Edward Cella Art & Architecture is proud to present the work of Aili Schmeltz and Amir Zaki at Art Los Angeles Contemporary 2020 from February 13–16, 2020 that takes place at the Hollywood Athletic Club on Sunset Boulevard. The gallery’s participation in the eleventh annual edition of Art Los Angeles Contemporary provides the opportunity to exhibit new work of two Los Angeles artists whose practices converge at the intersection of art and architecture. Both Artist’s unique processes utilize the technologies and methodologies of their respective mediums to connect contemporary art to architecture. Offering new and unfamiliar points of view of the artificial environments that make up California’s landscape.
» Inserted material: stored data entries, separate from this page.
//! Same seed, same run

mod common;

use airline_simulator_core_rs::models::gate::{GateType, TimeWindow};
use airline_simulator_core_rs::{Orchestrator, TickResult};

fn run_with_seed(seed: u64, hours: usize) -> (Orchestrator, Vec<TickResult>) {
    let mut orchestrator = Orchestrator::new(common::create_config(seed)).unwrap();
    let first = orchestrator.create_route("AAA", "BBB", 150).unwrap();
    let second = orchestrator.create_route("BBB", "CCC", 220).unwrap();
    orchestrator.assign_vehicle_to_route(&first, "V1", 2).unwrap();
    orchestrator.assign_vehicle_to_route(&first, "V2", 1).unwrap();
    orchestrator.assign_vehicle_to_route(&second, "R1", 2).unwrap();
    orchestrator
        .book_gate_slot(
            &first,
            "V1",
            "AAA",
            Some(GateType::Common),
            vec![TimeWindow::at_hour(6, 60), TimeWindow::at_hour(18, 60)],
        )
        .unwrap();

    let results = orchestrator.run(hours).unwrap();
    (orchestrator, results)
}

#[test]
fn test_same_seed_identical_outcomes() {
    let (a, results_a) = run_with_seed(42, 24 * 5);
    let (b, results_b) = run_with_seed(42, 24 * 5);

    assert_eq!(results_a, results_b);
    assert_eq!(a.balance(), b.balance());
    assert_eq!(a.get_passenger_statistics(10), b.get_passenger_statistics(10));
    assert_eq!(a.state().demand, b.state().demand);
    assert_eq!(a.state().flights, b.state().flights);

    for route in a.get_all_routes() {
        let other = b.get_route(route.id()).unwrap();
        assert_eq!(route.total_flights(), other.total_flights());
        assert_eq!(route.total_revenue(), other.total_revenue());
        assert_eq!(
            a.get_route_statistics(route.id()),
            b.get_route_statistics(route.id())
        );
    }

    let amounts = |o: &Orchestrator| -> Vec<(usize, i64)> {
        o.transactions().iter().map(|t| (t.tick, t.amount)).collect()
    };
    assert_eq!(amounts(&a), amounts(&b));
}

#[test]
fn test_different_seeds_diverge() {
    let (a, _) = run_with_seed(1, 24 * 2);
    let (b, _) = run_with_seed(2, 24 * 2);

    assert_ne!(a.state().demand, b.state().demand);
}

#[test]
fn test_event_streams_match() {
    let (mut a, _) = run_with_seed(9, 48);
    let (mut b, _) = run_with_seed(9, 48);

    let events_a = a.take_events();
    let events_b = b.take_events();
    assert!(!events_a.is_empty());
    assert_eq!(events_a, events_b);
}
The research-based practice of Aili Schmeltz alludes to utopian ideologies that inform the development of the American West and the vast artificial environments in which we now live. Reflecting on Modernism and its obsessive engagement with architectural forms; Schmeltz’s ongoing project, Object/Window/Both/Neither seeks to collapse the spatial differentiation of interior and exterior; depth and flatness; wall and window into series of paintings, drawings and sculptures. In the newest works built intuitively using line, mass and fields of color; Schmeltz creates simple compositions to evoke complex experiential phenomena manipulating and reducing these ideas into massive hangings of overlapping flaps of canvas and paint. Contrasting with these will be a presentation of small format painting studies.
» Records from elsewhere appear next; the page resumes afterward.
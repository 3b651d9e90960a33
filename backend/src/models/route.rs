//! Route model
//!
//! A route is a persistent origin/destination pairing with a fare, a
//! schedule of assigned vehicles, references to the gate bookings made for
//! it, and lifetime counters.
//!
//! CRITICAL: All money values are i64 (whole currency units)

use serde::{Deserialize, Serialize};

/// One vehicle's slot in a route schedule
#[derive(Debug, Clone, PartialEq, Eq, Serialize, Deserialize)]
pub struct ScheduleEntry {
    pub vehicle_id: String,
    pub daily_flights: u32,
}

/// Which end of a route a gate booking serves
#[derive(Debug, Clone, Copy, PartialEq, Eq, Serialize, Deserialize)]
#[serde(rename_all = "snake_case")]
pub enum RouteEnd {
    Origin,
    Destination,
}

/// A route between two locations
///
/// # Example
/// ```
/// use airline_simulator_core_rs::models::route::Route;
///
/// let route = Route::new(
///     "route_0001".to_string(),
///     "JFK".to_string(),
///     "LAX".to_string(),
///     "NYC".to_string(),
///     "LA".to_string(),
///     3983.0,
///     5.5,
///     250,
///     0,
/// );
/// assert_eq!(route.code(), "JFK-LAX");
/// assert!(!route.has_vehicles());
/// ```
#[derive(Debug, Clone, PartialEq, Serialize, Deserialize)]
pub struct Route {
    id: String,
    code: String,
    origin_id: String,
    destination_id: String,

    /// Cities served at each end (demand keys use the far end's city)
    origin_city_id: String,
    destination_city_id: String,

    distance_km: f64,

    /// Nominal one-way flight time at the reference speed
    base_flight_time_hours: f64,

    price_per_passenger: i64,

    schedule: Vec<ScheduleEntry>,

    /// Booking ids at the origin, including cancelled ones
    origin_bookings: Vec<String>,

    /// Booking ids at the destination, including cancelled ones
    destination_bookings: Vec<String>,

    total_flights: u64,
    total_revenue: i64,
    average_load_factor: f64,
    created_tick: usize,
}

impl Route {
    #[allow(clippy::too_many_arguments)]
    pub fn new(
        id: String,
        origin_id: String,
        destination_id: String,
        origin_city_id: String,
        destination_city_id: String,
        distance_km: f64,
        base_flight_time_hours: f64,
        price_per_passenger: i64,
        created_tick: usize,
    ) -> Self {
        let code = format!("{}-{}", origin_id, destination_id);
        Self {
            id,
            code,
            origin_id,
            destination_id,
            origin_city_id,
            destination_city_id,
            distance_km,
            base_flight_time_hours,
            price_per_passenger,
            schedule: Vec::new(),
            origin_bookings: Vec::new(),
            destination_bookings: Vec::new(),
            total_flights: 0,
            total_revenue: 0,
            average_load_factor: 0.0,
            created_tick,
        }
    }

    pub fn id(&self) -> &str {
        &self.id
    }

    pub fn code(&self) -> &str {
        &self.code
    }

    pub fn origin_id(&self) -> &str {
        &self.origin_id
    }

    pub fn destination_id(&self) -> &str {
        &self.destination_id
    }

    pub fn origin_city_id(&self) -> &str {
        &self.origin_city_id
    }

    pub fn destination_city_id(&self) -> &str {
        &self.destination_city_id
    }

    pub fn distance_km(&self) -> f64 {
        self.distance_km
    }

    pub fn base_flight_time_hours(&self) -> f64 {
        self.base_flight_time_hours
    }

    pub fn price_per_passenger(&self) -> i64 {
        self.price_per_passenger
    }

    pub fn schedule(&self) -> &[ScheduleEntry] {
        &self.schedule
    }

    pub fn origin_bookings(&self) -> &[String] {
        &self.origin_bookings
    }

    pub fn destination_bookings(&self) -> &[String] {
        &self.destination_bookings
    }

    pub fn total_flights(&self) -> u64 {
        self.total_flights
    }

    pub fn total_revenue(&self) -> i64 {
        self.total_revenue
    }

    pub fn average_load_factor(&self) -> f64 {
        self.average_load_factor
    }

    pub fn created_tick(&self) -> usize {
        self.created_tick
    }

    pub fn has_vehicles(&self) -> bool {
        !self.schedule.is_empty()
    }

    pub fn has_vehicle(&self, vehicle_id: &str) -> bool {
        self.schedule.iter().any(|e| e.vehicle_id == vehicle_id)
    }

    /// Which end of the route a location is, if either
    pub fn end_at(&self, location_id: &str) -> Option<RouteEnd> {
        if location_id == self.origin_id {
            Some(RouteEnd::Origin)
        } else if location_id == self.destination_id {
            Some(RouteEnd::Destination)
        } else {
            None
        }
    }

    pub fn add_schedule_entry(&mut self, vehicle_id: String, daily_flights: u32) {
        debug_assert!(!self.has_vehicle(&vehicle_id), "vehicle scheduled twice");
        self.schedule.push(ScheduleEntry {
            vehicle_id,
            daily_flights,
        });
    }

    pub fn remove_schedule_entry(&mut self, vehicle_id: &str) -> Option<ScheduleEntry> {
        let pos = self.schedule.iter().position(|e| e.vehicle_id == vehicle_id)?;
        Some(self.schedule.remove(pos))
    }

    /// Change a vehicle's daily flight count; false if not scheduled
    pub fn set_daily_flights(&mut self, vehicle_id: &str, daily_flights: u32) -> bool {
        match self.schedule.iter_mut().find(|e| e.vehicle_id == vehicle_id) {
            Some(entry) => {
                entry.daily_flights = daily_flights;
                true
            }
            None => false,
        }
    }

    pub fn add_booking(&mut self, end: RouteEnd, booking_id: String) {
        match end {
            RouteEnd::Origin => self.origin_bookings.push(booking_id),
            RouteEnd::Destination => self.destination_bookings.push(booking_id),
        }
    }

    /// All booking ids referenced by the route
    pub fn booking_ids(&self) -> impl Iterator<Item = &String> {
        self.origin_bookings.iter().chain(self.destination_bookings.iter())
    }

    pub fn record_revenue(&mut self, amount: i64) {
        self.total_revenue += amount;
    }

    /// Count a completed round trip and fold its load factor into the mean
    pub fn record_cycle(&mut self, load_factor: f64) {
        self.total_flights += 1;
        let n = self.total_flights as f64;
        self.average_load_factor += (load_factor - self.average_load_factor) / n;
    }
}

#[cfg(test)]
mod tests {
    use super::*;

    fn route() -> Route {
        Route::new(
            "route_0001".to_string(),
            "AAA".to_string(),
            "BBB".to_string(),
            "CA".to_string(),
            "CB".to_string(),
            1000.0,
            1.8,
            100,
            0,
        )
    }

    #[test]
    fn test_schedule_entries() {
        let mut r = route();
        r.add_schedule_entry("V1".to_string(), 2);
        assert!(r.has_vehicle("V1"));
        assert!(r.set_daily_flights("V1", 3));
        assert!(!r.set_daily_flights("V2", 3));
        assert_eq!(r.schedule()[0].daily_flights, 3);

        let removed = r.remove_schedule_entry("V1").unwrap();
        assert_eq!(removed.vehicle_id, "V1");
        assert!(!r.has_vehicles());
    }

    #[test]
    fn test_running_load_factor() {
        let mut r = route();
        r.record_cycle(0.5);
        r.record_cycle(1.0);
        assert_eq!(r.total_flights(), 2);
        assert!((r.average_load_factor() - 0.75).abs() < 1e-12);
    }

    #[test]
    fn test_end_at() {
        let r = route();
        assert_eq!(r.end_at("AAA"), Some(RouteEnd::Origin));
        assert_eq!(r.end_at("BBB"), Some(RouteEnd::Destination));
        assert_eq!(r.end_at("CCC"), None);
    }
}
Amir Zaki has dedicated himself to exploring the suburban landscape of California though his photographic practice often taken from unique points of view. His newest and most ambitions series to date, surveys a quintessential California architectural form, the concrete skatepark. Within two complementary bodies of work, Concrete Vessels and Broken Vessels; Zaki plumbs the tensions between solidity and fragility; intentional and accidental; monumental and minuscule and seeks to create compositions that he describes, “appear to be wholly instantaneous, yet reveal subtle clues regarding their extended temporality.” ECAA’s presentation coincides with a more expansive exhibition of the new series entitled, Empty Vessel – Amir Zaki currently on view at the Culver Center of the Arts at UC Riverside though April 5, 2020 and is accompanied by Zaki’s first international monograph California Concrete: A Landscape of Skateparks. Published by Merrell Publishers the hardcover book features essays by legendary pro skateboarder Tony Hawk, and Los Angeles based architect Peter Zellner along with 72 color plates.